Une des rares notes d'espoir est venue samedi soir du Superdome d'où les 300 derniers réfugiés ont été évacués sous les acclamations des membres de la Garde nationale du Texas qui avaient pris position dans le stade géant de La Nouvelle-Orléans depuis près d'une semaine pour veiller aux quelque 20.000 rescapés.

Quant au Centre des congrès, autre site ayant recueilli de nombreux sinistrés, il était lui aussi "quasiment vide" après le départ de 4.200 réfugiés.

Au total, ce sont des dizaines de milliers d'habitants qui ont été évacués de la ville par bus, train, bateau, hélicoptère ou avion en direction du Texas, du Tennessee et d'autres Etats d'accueil.
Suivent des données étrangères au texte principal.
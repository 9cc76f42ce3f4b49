//! List commands
//!
//! Usage: userbook list [--json]
//!        userbook adults [--json]

use super::{open_repository, print_users};
use clap::Args;
use std::path::Path;
use userbook_core::model::User;

#[derive(Debug, Args)]
pub struct ListArgs {
    /// Print JSON instead of one line per user
    #[arg(long)]
    pub json: bool,
}

pub async fn execute(args: ListArgs, db: &Path) -> Result<(), Box<dyn std::error::Error>> {
    let repo = open_repository(db)?;
    let users = repo.get_all().await?;
    output(&users, args.json)
}

pub async fn execute_adults(args: ListArgs, db: &Path) -> Result<(), Box<dyn std::error::Error>> {
    let repo = open_repository(db)?;
    let users = repo.get_adults().await?;
    output(&users, args.json)
}

fn output(users: &[User], json: bool) -> Result<(), Box<dyn std::error::Error>> {
    if json {
        println!("{}", serde_json::to_string_pretty(users)?);
    } else {
        print_users(users);
    }
    Ok(())
}
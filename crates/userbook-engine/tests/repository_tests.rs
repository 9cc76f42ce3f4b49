#![allow(clippy::unwrap_used, clippy::expect_used)]

use std::sync::Arc;
use std::time::Duration;
use userbook_core::model::{User, UserFields};
use userbook_engine::{Subscription, UserRepository};
use userbook_store::UserStore;

fn repository() -> UserRepository {
    let store = Arc::new(UserStore::open_in_memory().unwrap());
    UserRepository::new(store).unwrap()
}

async fn next<T>(subscription: &mut Subscription<T>) -> T {
    tokio::time::timeout(Duration::from_secs(5), subscription.recv())
        .await
        .expect("timed out waiting for a snapshot")
        .expect("subscription closed")
}

fn first_names(users: &[User]) -> Vec<String> {
    users
        .iter()
        .map(|u| u.fields.first_name.clone().unwrap_or_default())
        .collect()
}

#[tokio::test]
async fn test_observe_all_starts_with_current_state() {
    let repo = repository();
    repo.insert(UserFields::new("John", "Doe", 30)).await.unwrap();

    let mut all = repo.observe_all();
    let initial = next(&mut all).await;

    assert_eq!(first_names(&initial), vec!["John"]);
}

#[tokio::test]
async fn test_observe_all_emits_after_each_mutation() {
    let repo = repository();
    let mut all = repo.observe_all();
    assert!(next(&mut all).await.is_empty());

    let bob = repo.insert(UserFields::new("Bob", "B", 40)).await.unwrap();
    assert_eq!(first_names(&next(&mut all).await), vec!["Bob"]);

    repo.insert(UserFields::new("Alice", "A", 25)).await.unwrap();
    assert_eq!(first_names(&next(&mut all).await), vec!["Alice", "Bob"]);

    let mut updated = repo.get_by_id(bob).await.unwrap().unwrap();
    updated.fields.age = 41;
    assert!(repo.update(updated).await.unwrap());
    let snapshot = next(&mut all).await;
    assert_eq!(snapshot[1].fields.age, 41);

    assert!(repo.delete(bob).await.unwrap());
    assert_eq!(first_names(&next(&mut all).await), vec!["Alice"]);
}

#[tokio::test]
async fn test_no_snapshot_for_ineffective_mutations() {
    let repo = repository();
    let id = repo.insert(UserFields::new("John", "Doe", 30)).await.unwrap();

    let mut all = repo.observe_all();
    next(&mut all).await;

    let ghost = User::new(999, UserFields::new("Ghost", "", 1));
    assert!(!repo.update(ghost).await.unwrap());
    assert!(!repo.delete(999).await.unwrap());
    let duplicate = User::new(id, UserFields::new("Other", "", 2));
    assert_eq!(repo.insert_with_id(duplicate).await.unwrap(), None);

    // Publication happens before the reply, so anything sent is already buffered
    assert!(all.try_recv().is_none());
}

#[tokio::test]
async fn test_observe_adults_tracks_age_threshold() {
    let repo = repository();
    let mut adults = repo.observe_adults();
    assert!(next(&mut adults).await.is_empty());

    let minor = repo.insert(UserFields::new("Kid", "K", 17)).await.unwrap();
    assert!(next(&mut adults).await.is_empty());

    repo.insert(UserFields::new("Grown", "G", 18)).await.unwrap();
    assert_eq!(first_names(&next(&mut adults).await), vec!["Grown"]);

    let mut birthday = repo.get_by_id(minor).await.unwrap().unwrap();
    birthday.fields.age = 18;
    repo.update(birthday).await.unwrap();
    assert_eq!(first_names(&next(&mut adults).await), vec!["Grown", "Kid"]);
}

#[tokio::test]
async fn test_observe_by_id_follows_record_lifecycle() {
    let repo = repository();
    let mut watched = repo.observe_by_id(5);
    assert_eq!(next(&mut watched).await, None);

    let user = User::new(5, UserFields::new("Eve", "E", 22));
    assert_eq!(repo.insert_with_id(user.clone()).await.unwrap(), Some(5));
    assert_eq!(next(&mut watched).await, Some(user.clone()));

    let mut older = user.clone();
    older.fields.age = 23;
    repo.update(older.clone()).await.unwrap();
    assert_eq!(next(&mut watched).await, Some(older));

    repo.delete(5).await.unwrap();
    assert_eq!(next(&mut watched).await, None);

    // Still open after the delete
    repo.insert_with_id(user.clone()).await.unwrap();
    assert_eq!(next(&mut watched).await, Some(user));
}

#[tokio::test]
async fn test_observe_by_id_ignores_other_records() {
    let repo = repository();
    let first = repo.insert(UserFields::new("Ann", "A", 30)).await.unwrap();

    let mut watched = repo.observe_by_id(first);
    assert!(next(&mut watched).await.is_some());

    repo.insert(UserFields::new("Ben", "B", 31)).await.unwrap();
    assert!(watched.try_recv().is_none());
}

#[tokio::test]
async fn test_cancel_removes_subscription() {
    let repo = repository();
    let mut all = repo.observe_all();
    let mut one = repo.observe_by_id(1);
    next(&mut all).await;
    next(&mut one).await;
    assert_eq!(repo.subscriber_count(), 2);

    all.cancel();
    drop(one);
    assert_eq!(repo.subscriber_count(), 0);

    repo.insert(UserFields::new("John", "Doe", 30)).await.unwrap();
    assert_eq!(repo.subscriber_count(), 0);
}

#[tokio::test(flavor = "multi_thread", worker_threads = 4)]
async fn test_cancel_immediately_after_initial_snapshot_never_leaks() {
    let repo = repository();
    repo.insert(UserFields::new("John", "Doe", 30)).await.unwrap();

    for _ in 0..200 {
        let mut all = repo.observe_all();
        next(&mut all).await;
        drop(all);

        let mut one = repo.observe_by_id(1);
        next(&mut one).await;
        one.cancel();

        // Queued behind both attach jobs
        repo.get_all().await.unwrap();
        assert_eq!(repo.subscriber_count(), 0);
    }
}

#[tokio::test]
async fn test_subscription_dropped_before_attach_never_registers() {
    let repo = repository();
    drop(repo.observe_all());

    // Any later job runs after the attach job
    repo.get_all().await.unwrap();
    assert_eq!(repo.subscriber_count(), 0);
}

#[tokio::test]
async fn test_submissions_apply_in_order() {
    let repo = repository();
    let id = repo.insert(UserFields::new("Counter", "C", 0)).await.unwrap();

    let pendings: Vec<_> = (1..=50)
        .map(|age| repo.submit_update(User::new(id, UserFields::new("Counter", "C", age))))
        .collect();
    let last = repo.get_by_id(id).await.unwrap().unwrap();
    for pending in pendings {
        assert!(pending.await.unwrap());
    }

    assert_eq!(last.fields.age, 50);
}

#[tokio::test]
async fn test_dropped_pending_still_commits() {
    let repo = repository();
    drop(repo.submit_insert(UserFields::new("Fire", "Forget", 30)));

    let all = repo.get_all().await.unwrap();
    assert_eq!(first_names(&all), vec!["Fire"]);
}

#[tokio::test]
async fn test_clones_share_queue_and_subscribers() {
    let repo = repository();
    let other = repo.clone();
    let mut all = repo.observe_all();
    next(&mut all).await;

    other.insert(UserFields::new("Shared", "S", 20)).await.unwrap();

    assert_eq!(first_names(&next(&mut all).await), vec!["Shared"]);
    assert_eq!(other.subscriber_count(), 1);
}

#[tokio::test]
async fn test_subscription_ends_when_repository_dropped() {
    let repo = repository();
    let mut all = repo.observe_all();
    next(&mut all).await;

    drop(repo);

    let end = tokio::time::timeout(Duration::from_secs(5), all.recv())
        .await
        .expect("timed out waiting for close");
    assert!(end.is_none());
}

#[tokio::test]
async fn test_repository_over_file_store_persists() {
    let dir = tempfile::tempdir().unwrap();
    let path = dir.path().join("users.db");

    {
        let repo = UserRepository::new(Arc::new(UserStore::open(&path).unwrap())).unwrap();
        repo.insert(UserFields::new("John", "Doe", 30).with_email("john@example.com"))
            .await
            .unwrap();
    }

    let repo = UserRepository::new(Arc::new(UserStore::open(&path).unwrap())).unwrap();
    let users = repo.get_all().await.unwrap();
    assert_eq!(users.len(), 1);
    assert_eq!(users[0].fields.email.as_deref(), Some("john@example.com"));
}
A Washington, le secrétaire aux Transports Norman Mineta a annoncé que plus de 10.000 personnes avaient été évacuées de la cité par les airs, ce qui constitue, selon lui, le plus grand pont aérien jamais effectué sur le sol américain. Et les vols continueront aussi longtemps que nécessaire, a-t-il précisé.

Mais, selon M. Chertoff, un nombre "significatif" d'habitants refusent encore de quitter leur domicile. Le secrétaire à la Sécurité intérieure a donc lancé un appel à l'évacuation totale de la cité inondée. "Ce n'est pas une alternative raisonnable" que de rester en ville, a-t-il expliqué. "Les gens ne vont pas pouvoir rester chez eux à La Nouvelle-Orléans pendant des semaines et des mois pendant que nous asséchons et nettoyons cette ville. Les zones inondées, lorsqu'elles seront asséchées, ne seront pas des endroits sains."

Au plan politique, la polémique suscitée par la lenteur de la réaction fédérale et l'arrivée tardive des secours n'est pas près de s'éteindre. "Les premiers jours étaient une catastrophe naturelle. Les quatre derniers jours ont été une catastrophe faite par l'homme", a ainsi déploré Phillip Holt, 51 ans, secouru chez lui samedi.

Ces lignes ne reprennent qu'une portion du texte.